A mesma linha era defendida pelos advogados de defesa de Damasceno, que também caminharam pela tese de que a denúncia era uma vingança amorosa. Na defesa escrita, os defensores até citam um trecho bíblico da “Mulher Cananéia”, fazendo uma analogia sobre suposta rejeição que a denunciante teria sofrido por parte do parlamentar.
Até as demais testemunhas, que disseram também devolver parte dos salários, eram questionadas se sabiam de algum envolvimento da denunciante com o vereador. Já Damasceno, de maneira espontânea, disse ter tido um caso com a ex-assessora.
Assista todos os depoimentos da sessão desta sexta-feira (22):
Damasceno acusa “interessados em sua cassação”
O vereador Damasceno Júnior (PSDC) preferiu fazer papel de vítima de “poderosos” que estão interessados em cassar seu mandato porque está fazendo “um bom trabalho”, negou tudo, disse que seus assessores e ex-assessores estão mentindo e insinuou que estivessem sendo ameaçados para agir contra ele.
Até mesmo a justificativa que ele teria dado para pegar o dinheiro de volta, que seria usado para o partido, apresentada pelos assessores, Damasceno negou. Disse que nunca pegou dinheiro de ninguém.
Já na entrada no plenário, Damasceno olhou para o ex-vice-prefeito Jadir de Mattos, que acompanhava as oitivas, e disse: “Mais interessado que eu seja cassado nessa Casa de Leis, Jadir de Mattos, esposo da minha suplente Nadir Lovera”. Nadir foi candidata a vereadora pelo PTdoB e fez 876 votos – ficou como suplente de Damasceno, que fez 1.330 votos, pelo PSDC.
Em seguida, o parlamentar afirmou estar “preocupado, muito preocupado” e questionou: “Será que os assessores foram ameaçados?”. Sem saber que seus advogados haviam dispensado uma das testemunhas, Damasceno sugeriu que a ausência dela era decorrente de ameaças. Em seguida ele foi corrigido pelo presidente da Comissão de Ética, Olavo Santos (PHS). Apesar de a chefe de Gabinete Talita de Menezes afirmar em plenário que ainda é forçada a devolver parte do salário, o vereador afirmou que não vai exonerá-la e vai garantir proteção a ela.
Damasceno alegou que está sendo vítima de perseguição e que nos bastidores havia muitas ameaças.
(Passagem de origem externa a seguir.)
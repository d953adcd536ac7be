//! Naming utilities shared by the builders.

use lazy_static::lazy_static;
use regex::Regex;

/// The maximum length of a generated entity name.
pub const MAX_NAME_LEN: usize = 63;

lazy_static! {
    /// Regular expression which generated entity names must match.
    pub static ref RE_ENTITY_NAME: Regex = Regex::new(r"^[a-z0-9-]+$").expect("failed to compile RE_ENTITY_NAME regex");
    /// Regular expression matching runs of characters disallowed in entity names.
    static ref RE_NAME_DISALLOWED: Regex = Regex::new(r"[^a-z0-9-]+").expect("failed to compile RE_NAME_DISALLOWED regex");
    /// Regular expression matching runs of hyphens.
    static ref RE_HYPHENS: Regex = Regex::new(r"-{2,}").expect("failed to compile RE_HYPHENS regex");
    /// Regular expression matching `{{ name }}` style placeholders.
    /// Regular expression matching keys which can be addressed with dot syntax in expressions.
    static ref RE_IDENTIFIER: Regex = Regex::new(r"^[A-Za-z_$][A-Za-z0-9_$]*$").expect("failed to compile RE_IDENTIFIER regex");
    static ref RE_PLACEHOLDER: Regex = Regex::new(r"^\{\{\s*([A-Za-z_][A-Za-z0-9_.]*)\s*\}\}$").expect("failed to compile RE_PLACEHOLDER regex");
}

/// Normalize the given text into an entity name made of lowercase letters, digits & hyphens.
///
/// Disallowed character runs collapse into a single hyphen, leading & trailing hyphens are
/// trimmed, and the output is truncated to [`MAX_NAME_LEN`].
pub fn normalize_name(text: &str) -> String {
    let lower = text.to_lowercase();
    let replaced = RE_NAME_DISALLOWED.replace_all(&lower, "-");
    let collapsed = RE_HYPHENS.replace_all(&replaced, "-");
    let mut name: String = collapsed.trim_matches('-').chars().take(MAX_NAME_LEN).collect();
    while name.ends_with('-') {
        name.pop();
    }
    name
}

/// Check if the given name is a valid entity name.
pub fn is_valid_name(name: &str) -> bool {
    RE_ENTITY_NAME.is_match(name)
}

/// Normalize a tag value, returning `None` for tags which normalize to nothing.
pub fn normalize_tag(tag: &str) -> Option<String> {
    let tag = normalize_name(tag.trim());
    if tag.is_empty() {
        None
    } else {
        Some(tag)
    }
}

/// Turn a field key into a human readable title.
///
/// camelCase, PascalCase, snake_case & kebab-case keys are split into words, and each word is
/// title-cased: `maxConnections` → `Max Connections`, `db_engine` → `Db Engine`.
pub fn humanize(key: &str) -> String {
    split_words(key)
        .iter()
        .map(|word| {
            let mut chars = word.chars();
            match chars.next() {
                Some(first) => first.to_uppercase().chain(chars.flat_map(char::to_lowercase)).collect::<String>(),
                None => String::new(),
            }
        })
        .collect::<Vec<String>>()
        .join(" ")
}

/// Split an identifier into its words.
fn split_words(key: &str) -> Vec<String> {
    let chars: Vec<char> = key.chars().collect();
    let (mut words, last) = chars.iter().enumerate().fold((Vec::new(), String::new()), |(mut words, mut current), (idx, ch)| {
        if *ch == '_' || *ch == '-' || ch.is_whitespace() {
            if !current.is_empty() {
                words.push(std::mem::take(&mut current));
            }
            return (words, current);
        }
        let prev = idx.checked_sub(1).map(|prev| chars[prev]);
        let next = chars.get(idx + 1);
        let boundary = ch.is_uppercase()
            && !current.is_empty()
            && (prev.map(|p| p.is_lowercase() || p.is_ascii_digit()).unwrap_or(false)
                || next.map(|n| n.is_lowercase()).unwrap_or(false) && prev.map(char::is_uppercase).unwrap_or(false));
        if boundary {
            words.push(std::mem::take(&mut current));
        }
        current.push(*ch);
        (words, current)
    });
    if !last.is_empty() {
        words.push(last);
    }
    words
}

/// Whether the given key can be addressed with dot syntax in an expression.
pub fn is_identifier(key: &str) -> bool {
    RE_IDENTIFIER.is_match(key)
}

/// Extract the referenced name of a `{{ name }}` placeholder, if the text is one.
pub fn placeholder_target(text: &str) -> Option<&str> {
    RE_PLACEHOLDER.captures(text.trim()).and_then(|caps| caps.get(1)).map(|m| m.as_str())
}
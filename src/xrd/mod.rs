//! Composite resource definition (XRD) data model.
//!
//! These types mirror the XRD objects served by clusters, plus the fields attached by the
//! multi-cluster fetcher (`clusters` & `clusterName`). They are immutable inputs to the
//! transformer and are never mutated by it.
//!
//! References:
//! - https://docs.crossplane.io/latest/concepts/composite-resource-definitions/
//! - https://kubernetes.io/docs/tasks/extend-kubernetes/custom-resources/custom-resource-definitions/

mod schema;

use k8s_openapi::apimachinery::pkg::apis::meta::v1::ObjectMeta;
use serde::{Deserialize, Serialize};

pub use schema::SchemaNode;

/// The API group & version prefix used by definitions of the modern dialect.
pub const MODERN_API_VERSION_PREFIX: &str = "apiextensions.crossplane.io/v2";

/// A composite resource definition, as handed over by the fetcher.
#[derive(Clone, Debug, Default, Deserialize, Serialize, PartialEq)]
#[serde(rename_all = "camelCase")]
pub struct ResourceDefinition {
    /// The API version marker of the definition object, which signals its dialect.
    #[serde(default)]
    pub api_version: String,
    /// The kind of the definition object.
    #[serde(default)]
    pub kind: String,
    /// Standard object metadata. The name is the definition's identifier.
    #[serde(default)]
    pub metadata: ObjectMeta,
    /// The definition spec.
    #[serde(default)]
    pub spec: DefinitionSpec,

    /// The clusters which resources of this definition may target.
    #[serde(default)]
    pub clusters: Vec<String>,
    /// The cluster from which this definition was fetched.
    #[serde(default)]
    pub cluster_name: Option<String>,
}

/// The spec of a composite resource definition.
#[derive(Clone, Debug, Default, Deserialize, Serialize, PartialEq)]
#[serde(rename_all = "camelCase")]
pub struct DefinitionSpec {
    /// The API group of the defined resources.
    #[serde(default)]
    pub group: String,
    /// The names of the composite resource.
    #[serde(default)]
    pub names: ResourceNames,
    /// The names of the claim, if claims are offered.
    #[serde(default)]
    pub claim_names: Option<ResourceNames>,
    /// The declared scope, absent on legacy definitions.
    #[serde(default)]
    pub scope: Option<ResourceScope>,
    /// The schema versions of the defined resources, in declared order.
    #[serde(default)]
    pub versions: Vec<Version>,
    /// The composition used when a resource does not select one itself.
    #[serde(default)]
    pub default_composition_ref: Option<CompositionRef>,
}

/// Kind & naming forms of a resource.
#[derive(Clone, Debug, Default, Deserialize, Serialize, PartialEq)]
#[serde(rename_all = "camelCase")]
pub struct ResourceNames {
    /// The kind, e.g. `XDatabase`.
    #[serde(default)]
    pub kind: String,
    /// The plural form, e.g. `xdatabases`.
    #[serde(default)]
    pub plural: String,
    /// The singular form, e.g. `xdatabase`.
    #[serde(default)]
    pub singular: Option<String>,
    /// The kind of the list type.
    #[serde(default)]
    pub list_kind: Option<String>,
}

/// The scope of the defined resources.
#[derive(Clone, Copy, Debug, Deserialize, Serialize, PartialEq, Eq, Hash)]
pub enum ResourceScope {
    /// Resources are cluster scoped.
    Cluster,
    /// Resources live in a namespace.
    Namespaced,
    /// Cluster scoped resources which keep the legacy claim-based behavior.
    LegacyCluster,
}

impl std::fmt::Display for ResourceScope {
    fn fmt(&self, f: &mut std::fmt::Formatter<'_>) -> std::fmt::Result {
        write!(
            f,
            "{}",
            match self {
                Self::Cluster => "Cluster",
                Self::Namespaced => "Namespaced",
                Self::LegacyCluster => "LegacyCluster",
            }
        )
    }
}

/// A reference to a composition by name.
#[derive(Clone, Debug, Default, Deserialize, Serialize, PartialEq)]
pub struct CompositionRef {
    /// The name of the composition.
    pub name: String,
}

/// One schema version of a definition.
#[derive(Clone, Debug, Default, Deserialize, Serialize, PartialEq)]
#[serde(rename_all = "camelCase")]
pub struct Version {
    /// The version name, e.g. `v1alpha1`.
    #[serde(default)]
    pub name: String,
    /// Whether this version is exposed for active use.
    #[serde(default)]
    pub served: bool,
    /// Whether this version is deprecated.
    #[serde(default)]
    pub deprecated: bool,
    /// Whether compositions may reference this version.
    #[serde(default)]
    pub referenceable: bool,
    /// The version's schema.
    #[serde(default)]
    pub schema: Option<VersionSchema>,
}

/// The schema wrapper of a version.
#[derive(Clone, Debug, Default, Deserialize, Serialize, PartialEq)]
pub struct VersionSchema {
    /// The OpenAPI v3 schema of the whole resource object.
    #[serde(rename = "openAPIV3Schema", default)]
    pub open_api_v3_schema: Option<SchemaNode>,
}

impl Version {
    /// The schema of the resource's `spec`, if declared.
    pub fn spec_schema(&self) -> Option<&SchemaNode> {
        self.schema
            .as_ref()
            .and_then(|schema| schema.open_api_v3_schema.as_ref())
            .and_then(|root| root.property("spec"))
    }

    /// Whether this version declares a spec schema with at least one field.
    pub fn has_spec_fields(&self) -> bool {
        self.spec_schema().map(|spec| !spec.properties.is_empty()).unwrap_or(false)
    }

    /// Whether this version declares any schema at all.
    pub fn has_schema(&self) -> bool {
        self.schema.as_ref().and_then(|schema| schema.open_api_v3_schema.as_ref()).is_some()
    }
}

impl ResourceDefinition {
    /// Parse a definition from a YAML document.
    pub fn from_yaml(yaml: &str) -> anyhow::Result<Self> {
        use anyhow::Context;
        serde_yaml::from_str(yaml).context("error parsing resource definition yaml")
    }

    /// The identifier of this definition.
    pub fn name(&self) -> &str {
        self.metadata.name.as_deref().unwrap_or_default()
    }

    /// Look up an annotation of this definition.
    pub fn annotation(&self, key: &str) -> Option<&str> {
        self.metadata
            .annotations
            .as_ref()
            .and_then(|annotations| annotations.get(key))
            .map(|val| val.as_str())
            .filter(|val| !val.trim().is_empty())
    }

    /// The versions of this definition which are served.
    pub fn served_versions(&self) -> impl Iterator<Item = &Version> {
        self.spec.versions.iter().filter(|version| version.served)
    }

    /// Whether this definition declares more than one schema version.
    pub fn has_multiple_versions(&self) -> bool {
        self.spec.versions.len() > 1
    }

    /// The name of the default composition, if declared.
    pub fn default_composition(&self) -> Option<&str> {
        self.spec
            .default_composition_ref
            .as_ref()
            .map(|reference| reference.name.as_str())
            .filter(|name| !name.is_empty())
    }

    /// The API version string of resources of the given schema version.
    pub fn resource_api_version(&self, version: &Version) -> String {
        format!("{}/{}", self.spec.group, version.name)
    }
}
Provocou gargalhadas no plenário ao dizer que “tinha medo de ir parar no hospital público e matarem o vereador Damasceno Júnior”. Completando: “Vocês dão risada por não saberem o que acontece nos bastidores”.
Ao ser questionado pela Comissão de Ética disse que repassava o dinheiro das prestações do carro para a ex-assessora, negou que tenha recebido ou cobrado parte dos salários de assessores. Devido à falta de pagamento de seis parcelas, a Justiça já pediu a devolução do carro. Ele foi inclusive citado por um oficial de Justiça ontem.
Na saída do plenarinho, de mãos dadas com a esposa, Damasceno disse à imprensa que vai provar sua inocência e repetiu que havia uma mobilização política a favor da cassação. “Há deputado estadual que não se elegeu interessado na minha cassação. Não posso dar nomes. A política é uma caixinha de surpresas. Nunca fiz acordos”.